Description of the task >> Find each line of the entries with the string "AsRef", please, and copy it.

★ ★ ★

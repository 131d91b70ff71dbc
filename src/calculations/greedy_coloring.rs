use crate::course::Course;
use crate::error::SchedulerError;
use crate::graph::{Adjacency, ConflictGraph};
use serde::{Deserialize, Serialize};
use std::collections::{BTreeSet, HashMap};
use tracing::{debug, warn};

/// One course and the 0-based exam period it was given.
#[derive(Debug, Clone, PartialEq, Eq, Serialize, Deserialize)]
pub struct PeriodAssignment {
    pub course: Course,
    pub period: usize,
}

/// Course to period mapping produced by [`GreedyColorAssigner`].
///
/// Assignments are kept in the order the courses were visited. Each course
/// appears once and the periods in use are exactly `0..period_count()`.
#[derive(Debug, Clone, PartialEq, Eq, Serialize, Deserialize)]
#[serde(try_from = "Vec<PeriodAssignment>", into = "Vec<PeriodAssignment>")]
pub struct ColoringResult {
    assignments: Vec<PeriodAssignment>,
    lookup: HashMap<Course, usize>,
}

impl ColoringResult {
    fn from_assignments(assignments: Vec<PeriodAssignment>) -> Self {
        let lookup = assignments
            .iter()
            .enumerate()
            .map(|(pos, a)| (a.course.clone(), pos))
            .collect();
        Self {
            assignments,
            lookup,
        }
    }

    pub fn period_of(&self, course: &str) -> Option<usize> {
        self.lookup
            .get(course)
            .map(|&pos| self.assignments[pos].period)
    }

    /// Number of distinct periods used. Periods are dense, so this is `max + 1`.
    pub fn period_count(&self) -> usize {
        self.assignments
            .iter()
            .map(|a| a.period)
            .max()
            .map_or(0, |max| max + 1)
    }

    pub fn len(&self) -> usize {
        self.assignments.len()
    }

    pub fn is_empty(&self) -> bool {
        self.assignments.is_empty()
    }

    pub fn assignments(&self) -> &[PeriodAssignment] {
        &self.assignments
    }

    pub fn iter(&self) -> impl Iterator<Item = (&Course, usize)> + '_ {
        self.assignments.iter().map(|a| (&a.course, a.period))
    }

    /// Courses grouped by period; entry `p` holds period `p` in visiting order.
    pub fn courses_by_period(&self) -> Vec<Vec<Course>> {
        let mut groups = vec![Vec::new(); self.period_count()];
        for assignment in &self.assignments {
            groups[assignment.period].push(assignment.course.clone());
        }
        groups
    }

    /// Edges of `graph` whose two courses were both assigned the same period.
    pub fn conflicts<'g>(&self, graph: &'g ConflictGraph) -> Vec<(&'g Course, &'g Course)> {
        graph
            .edges()
            .into_iter()
            .filter(|(a, b)| match (self.period_of(a.as_str()), self.period_of(b.as_str())) {
                (Some(pa), Some(pb)) => pa == pb,
                _ => false,
            })
            .collect()
    }

    pub fn is_proper_for(&self, graph: &ConflictGraph) -> bool {
        self.conflicts(graph).is_empty()
    }
}

impl TryFrom<Vec<PeriodAssignment>> for ColoringResult {
    type Error = SchedulerError;

    fn try_from(value: Vec<PeriodAssignment>) -> Result<Self, Self::Error> {
        let result = Self::from_assignments(value);
        if result.lookup.len() != result.assignments.len() {
            let mut seen = BTreeSet::new();
            let repeated = result
                .assignments
                .iter()
                .find(|a| !seen.insert(a.course.as_str()))
                .map(|a| a.course.to_string())
                .unwrap_or_default();
            return Err(SchedulerError::InvalidColoring(format!(
                "course {repeated} is assigned more than once"
            )));
        }

        let periods: BTreeSet<usize> = result.assignments.iter().map(|a| a.period).collect();
        if let Some((pos, assigned)) = periods
            .iter()
            .enumerate()
            .find(|(pos, period)| *pos != **period)
        {
            return Err(SchedulerError::InvalidColoring(format!(
                "period {pos} is unused but period {assigned} is assigned"
            )));
        }
        Ok(result)
    }
}

impl From<ColoringResult> for Vec<PeriodAssignment> {
    fn from(value: ColoringResult) -> Self {
        value.assignments
    }
}

/// Sequential first-fit coloring.
///
/// Each visited course takes the smallest period not already held by one of
/// its colored neighbors. Neighbors that have not been visited yet impose
/// nothing, and a period is never revised once given. The result is proper
/// but carries no bound relative to the chromatic number.
pub struct GreedyColorAssigner<'a, G: Adjacency = ConflictGraph> {
    graph: &'a G,
}

impl<'a, G: Adjacency> GreedyColorAssigner<'a, G> {
    pub fn new(graph: &'a G) -> Self {
        Self { graph }
    }

    /// Colors courses in the given visiting order.
    ///
    /// Unknown and repeated entries are skipped; courses absent from `order`
    /// stay unassigned.
    pub fn assign<S: AsRef<str>>(&self, order: &[S]) -> ColoringResult {
        let mut seen = vec![false; self.graph.vertex_count()];
        let mut visit = Vec::with_capacity(order.len());
        for name in order {
            let name = name.as_ref();
            match self.graph.vertex_index(name) {
                Some(v) if !seen[v] => {
                    seen[v] = true;
                    visit.push(v);
                }
                Some(_) => warn!(course = name, "course repeated in visiting order, skipped"),
                None => warn!(course = name, "course not in conflict graph, skipped"),
            }
        }
        self.color_in_order(visit)
    }

    /// Colors every course in the graph's own discovery order.
    pub fn assign_canonical(&self) -> ColoringResult {
        self.color_in_order(0..self.graph.vertex_count())
    }

    fn color_in_order<I: IntoIterator<Item = usize>>(&self, visit: I) -> ColoringResult {
        let mut colors: Vec<Option<usize>> = vec![None; self.graph.vertex_count()];
        let mut taken = Vec::new();
        let mut assignments = Vec::new();

        for v in visit {
            let used = self.graph.adjacent_vertices(v).filter_map(|u| colors[u]);
            let period = smallest_free(used, &mut taken);
            colors[v] = Some(period);
            if let Some(course) = self.graph.vertex(v) {
                assignments.push(PeriodAssignment {
                    course: course.clone(),
                    period,
                });
            }
        }

        let result = ColoringResult::from_assignments(assignments);
        debug!(
            courses = result.len(),
            periods = result.period_count(),
            "greedy coloring complete"
        );
        result
    }
}

/// Smallest non-negative integer absent from `used`. `taken` is scratch space.
fn smallest_free<I: Iterator<Item = usize>>(used: I, taken: &mut Vec<bool>) -> usize {
    taken.clear();
    for color in used {
        if color >= taken.len() {
            taken.resize(color + 1, false);
        }
        taken[color] = true;
    }
    taken.iter().position(|&t| !t).unwrap_or(taken.len())
}
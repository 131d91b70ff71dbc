use exam_scheduler::{SchedulerError, load_enrollments, parse_enrollments, read_enrollments};
use std::io::Write;
use tempfile::NamedTempFile;

fn courses_of(input: &str) -> Vec<Vec<String>> {
    parse_enrollments(input)
        .unwrap()
        .into_iter()
        .map(|r| r.courses.into_iter().map(|c| c.to_string()).collect())
        .collect()
}

#[test]
fn parses_one_student_per_line() {
    let records = parse_enrollments("s1:CS101,CS102\ns2:CS102,CS103\n").unwrap();
    assert_eq!(records.len(), 2);
    assert_eq!(records[0].student, "s1");
    assert_eq!(records[1].student, "s2");
    assert_eq!(
        courses_of("s1:CS101,CS102\ns2:CS102,CS103\n"),
        vec![vec!["CS101", "CS102"], vec!["CS102", "CS103"]]
    );
}

#[test]
fn blank_and_comment_lines_are_ignored() {
    let input = "# fall term\n\ns1:A,B\n   \ns2:C\n";
    assert_eq!(courses_of(input), vec![vec!["A", "B"], vec!["C"]]);
}

#[test]
fn duplicate_courses_in_a_line_collapse() {
    assert_eq!(courses_of("s1:A,B,A,B,C\n"), vec![vec!["A", "B", "C"]]);
}

#[test]
fn students_without_courses_are_skipped() {
    assert_eq!(courses_of("s1:\ns2:,,\ns3:A\n"), vec![vec!["A"]]);
}

#[test]
fn windows_line_endings_are_accepted() {
    assert_eq!(courses_of("s1:A,B\r\ns2:B,C\r\n"), vec![vec!["A", "B"], vec!["B", "C"]]);
}

#[test]
fn missing_separator_is_malformed() {
    let err = parse_enrollments("s1:A,B\ns2:B\nbroken line\n").unwrap_err();
    match err {
        SchedulerError::MalformedRecord { line, reason } => {
            assert_eq!(line, 3);
            assert!(reason.contains("missing ':'"), "reason was {reason}");
        }
        other => panic!("expected malformed record, got {other}"),
    }
}

#[test]
fn extra_separator_is_malformed() {
    let err = parse_enrollments("s1:A:B\n").unwrap_err();
    assert!(matches!(err, SchedulerError::MalformedRecord { line: 1, .. }));
    assert!(err.to_string().contains("line 1"));
}

#[test]
fn empty_student_id_is_malformed() {
    let err = parse_enrollments(":A,B\n").unwrap_err();
    assert!(matches!(err, SchedulerError::MalformedRecord { line: 1, .. }));
}

#[test]
fn empty_input_yields_no_records() {
    assert!(parse_enrollments("").unwrap().is_empty());
    assert!(read_enrollments(std::io::empty()).unwrap().is_empty());
}

#[test]
fn loads_records_from_file() {
    let mut tmp = NamedTempFile::new().expect("create temp file");
    writeln!(tmp, "s1:MATH1,PHYS1").unwrap();
    writeln!(tmp, "s2:PHYS1,CHEM1").unwrap();
    tmp.flush().unwrap();

    let records = load_enrollments(tmp.path()).unwrap();
    assert_eq!(records.len(), 2);
    assert_eq!(records[1].courses[1].as_str(), "CHEM1");
}

#[test]
fn missing_file_is_an_io_error() {
    let err = load_enrollments("/nonexistent/enrollments.txt").unwrap_err();
    assert!(matches!(err, SchedulerError::Io(_)));
}

fn malformed_line(input: &str) -> usize {
    match parse_enrollments(input).unwrap_err() {
        SchedulerError::MalformedRecord { line, .. } => line,
        other => panic!("expected malformed record, got {other}"),
    }
}

#[test]
fn error_line_counts_leading_comments() {
    assert_eq!(malformed_line("# c\nbroken\n"), 2);
}

#[test]
fn error_line_counts_leading_blank_lines() {
    assert_eq!(malformed_line("\n\nbroken\n"), 3);
}

#[test]
fn error_line_counts_blank_lines_between_records() {
    assert_eq!(malformed_line("s1:A\n\nbroken\n"), 3);
    assert_eq!(malformed_line("# header\n\ns1:A,B\n\nbroken\n"), 5);
}

#[test]
fn error_line_counts_skipped_empty_students() {
    assert_eq!(malformed_line("s1:\ns2:A\r\n   \ns3:A:B\n"), 4);
}
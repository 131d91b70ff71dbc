use crate::course::Course;
use petgraph::graphmap::UnGraphMap;
use std::collections::HashMap;

pub mod builder;

/// Read access to a conflict structure by vertex index.
///
/// Vertex indices are dense (`0..vertex_count()`) and follow the canonical
/// discovery order of the courses.
pub trait Adjacency {
    fn vertex_count(&self) -> usize;
    fn vertex_index(&self, course: &str) -> Option<usize>;
    fn vertex(&self, index: usize) -> Option<&Course>;
    fn adjacent_vertices(&self, index: usize) -> impl Iterator<Item = usize> + '_;
}

/// Courses as vertices, shared enrollment as undirected edges.
///
/// Produced by [`builder::ConflictGraphBuilder`]; there is no way to mutate a
/// graph once it has been built.
#[derive(Debug, Clone)]
pub struct ConflictGraph {
    courses: Vec<Course>,
    index: HashMap<Course, usize>,
    adjacency: UnGraphMap<usize, ()>,
}

impl ConflictGraph {
    pub(crate) fn from_parts(
        courses: Vec<Course>,
        index: HashMap<Course, usize>,
        adjacency: UnGraphMap<usize, ()>,
    ) -> Self {
        Self {
            courses,
            index,
            adjacency,
        }
    }

    /// Courses in the order they were first seen in the enrollment records.
    pub fn courses(&self) -> &[Course] {
        &self.courses
    }

    pub fn course_count(&self) -> usize {
        self.courses.len()
    }

    pub fn edge_count(&self) -> usize {
        self.adjacency.edge_count()
    }

    pub fn is_empty(&self) -> bool {
        self.courses.is_empty()
    }

    pub fn index_of(&self, course: &str) -> Option<usize> {
        self.index.get(course).copied()
    }

    pub fn course(&self, index: usize) -> Option<&Course> {
        self.courses.get(index)
    }

    pub fn contains(&self, course: &str) -> bool {
        self.index.contains_key(course)
    }

    /// False for unknown courses and for a course paired with itself.
    pub fn are_adjacent(&self, a: &str, b: &str) -> bool {
        match (self.index_of(a), self.index_of(b)) {
            (Some(i), Some(j)) => self.are_adjacent_indices(i, j),
            _ => false,
        }
    }

    pub fn are_adjacent_indices(&self, i: usize, j: usize) -> bool {
        i != j && self.adjacency.contains_edge(i, j)
    }

    pub fn neighbor_indices(&self, index: usize) -> impl Iterator<Item = usize> + '_ {
        self.adjacency.neighbors(index)
    }

    /// Courses sharing at least one student with `course`. Empty for unknown courses.
    pub fn neighbors(&self, course: &str) -> impl Iterator<Item = &Course> + '_ {
        self.index_of(course)
            .into_iter()
            .flat_map(move |i| self.neighbor_indices(i))
            .map(move |j| &self.courses[j])
    }

    pub fn degree(&self, course: &str) -> usize {
        self.index_of(course)
            .map(|i| self.adjacency.neighbors(i).count())
            .unwrap_or(0)
    }

    /// Every conflict once, earlier-discovered course first, sorted by discovery index.
    pub fn edges(&self) -> Vec<(&Course, &Course)> {
        let mut pairs: Vec<(usize, usize)> = self
            .adjacency
            .all_edges()
            .map(|(a, b, _)| if a < b { (a, b) } else { (b, a) })
            .collect();
        pairs.sort_unstable();
        pairs
            .into_iter()
            .map(|(a, b)| (&self.courses[a], &self.courses[b]))
            .collect()
    }

    /// Dense 0/1 matrix in canonical order. Costs O(V^2); meant for small inputs and display.
    pub fn adjacency_matrix(&self) -> Vec<Vec<u8>> {
        let n = self.courses.len();
        let mut matrix = vec![vec![0u8; n]; n];
        for (a, b, _) in self.adjacency.all_edges() {
            matrix[a][b] = 1;
            matrix[b][a] = 1;
        }
        matrix
    }
}

impl PartialEq for ConflictGraph {
    fn eq(&self, other: &Self) -> bool {
        self.courses == other.courses && self.edges() == other.edges()
    }
}

impl Eq for ConflictGraph {}

impl Adjacency for ConflictGraph {
    fn vertex_count(&self) -> usize {
        self.course_count()
    }

    fn vertex_index(&self, course: &str) -> Option<usize> {
        self.index_of(course)
    }

    fn vertex(&self, index: usize) -> Option<&Course> {
        self.course(index)
    }

    fn adjacent_vertices(&self, index: usize) -> impl Iterator<Item = usize> + '_ {
        self.neighbor_indices(index)
    }
}
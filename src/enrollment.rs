//! Reader for enrollment files.
//!
//! One student per line, `student_id:course1,course2,...`. Lines starting
//! with `#` and blank lines are ignored.

use crate::course::EnrollmentRecord;
use crate::error::{SchedulerError, SchedulerResult};
use csv::{ReaderBuilder, StringRecord, Trim};
use std::fs::File;
use std::io::{BufRead, BufReader, Read};
use std::path::Path;
use tracing::{debug, warn};

pub fn parse_enrollments(input: &str) -> SchedulerResult<Vec<EnrollmentRecord>> {
    read_enrollments(input.as_bytes())
}

pub fn load_enrollments<P: AsRef<Path>>(path: P) -> SchedulerResult<Vec<EnrollmentRecord>> {
    let file = File::open(path.as_ref())?;
    debug!(path = %path.as_ref().display(), "reading enrollments");
    read_enrollments(file)
}

/// Line numbers in errors count every physical line, including blanks and comments.
pub fn read_enrollments<R: Read>(reader: R) -> SchedulerResult<Vec<EnrollmentRecord>> {
    let mut fields = ReaderBuilder::new();
    fields
        .delimiter(b':')
        .has_headers(false)
        .flexible(true)
        .quoting(false)
        .comment(Some(b'#'))
        .trim(Trim::All);

    let mut records = Vec::new();
    let mut skipped = 0usize;
    let mut row = StringRecord::new();
    for (idx, text) in BufReader::new(reader).lines().enumerate() {
        let text = text?;
        let line = idx + 1;
        if !fields.from_reader(text.as_bytes()).read_record(&mut row)? {
            continue;
        }
        match parse_row(&row, line)? {
            Some(record) => records.push(record),
            None => skipped += 1,
        }
    }

    debug!(records = records.len(), skipped, "enrollments parsed");
    Ok(records)
}

/// `Ok(None)` for rows that carry no courses.
fn parse_row(row: &StringRecord, line: usize) -> SchedulerResult<Option<EnrollmentRecord>> {
    match row.len() {
        0 => Ok(None),
        1 if row[0].is_empty() => Ok(None),
        1 => Err(malformed(line, "missing ':' between student id and courses")),
        2 => {
            let student = &row[0];
            if student.is_empty() {
                return Err(malformed(line, "empty student id"));
            }
            let courses: Vec<&str> = row[1]
                .split(',')
                .map(str::trim)
                .filter(|c| !c.is_empty())
                .collect();
            if courses.is_empty() {
                warn!(line, student, "student has no courses, skipped");
                return Ok(None);
            }
            Ok(Some(EnrollmentRecord::new(student, courses)))
        }
        n => Err(malformed(
            line,
            &format!("expected one ':' separator, found {}", n - 1),
        )),
    }
}

fn malformed(line: usize, reason: &str) -> SchedulerError {
    SchedulerError::MalformedRecord {
        line,
        reason: reason.to_string(),
    }
}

★ ★ ★

Output for this exercise >>
    pub fn assign<S: AsRef<str>>(&self, order: &[S]) -> ColoringResult {
pub fn load_enrollments<P: AsRef<Path>>(path: P) -> SchedulerResult<Vec<EnrollmentRecord>> {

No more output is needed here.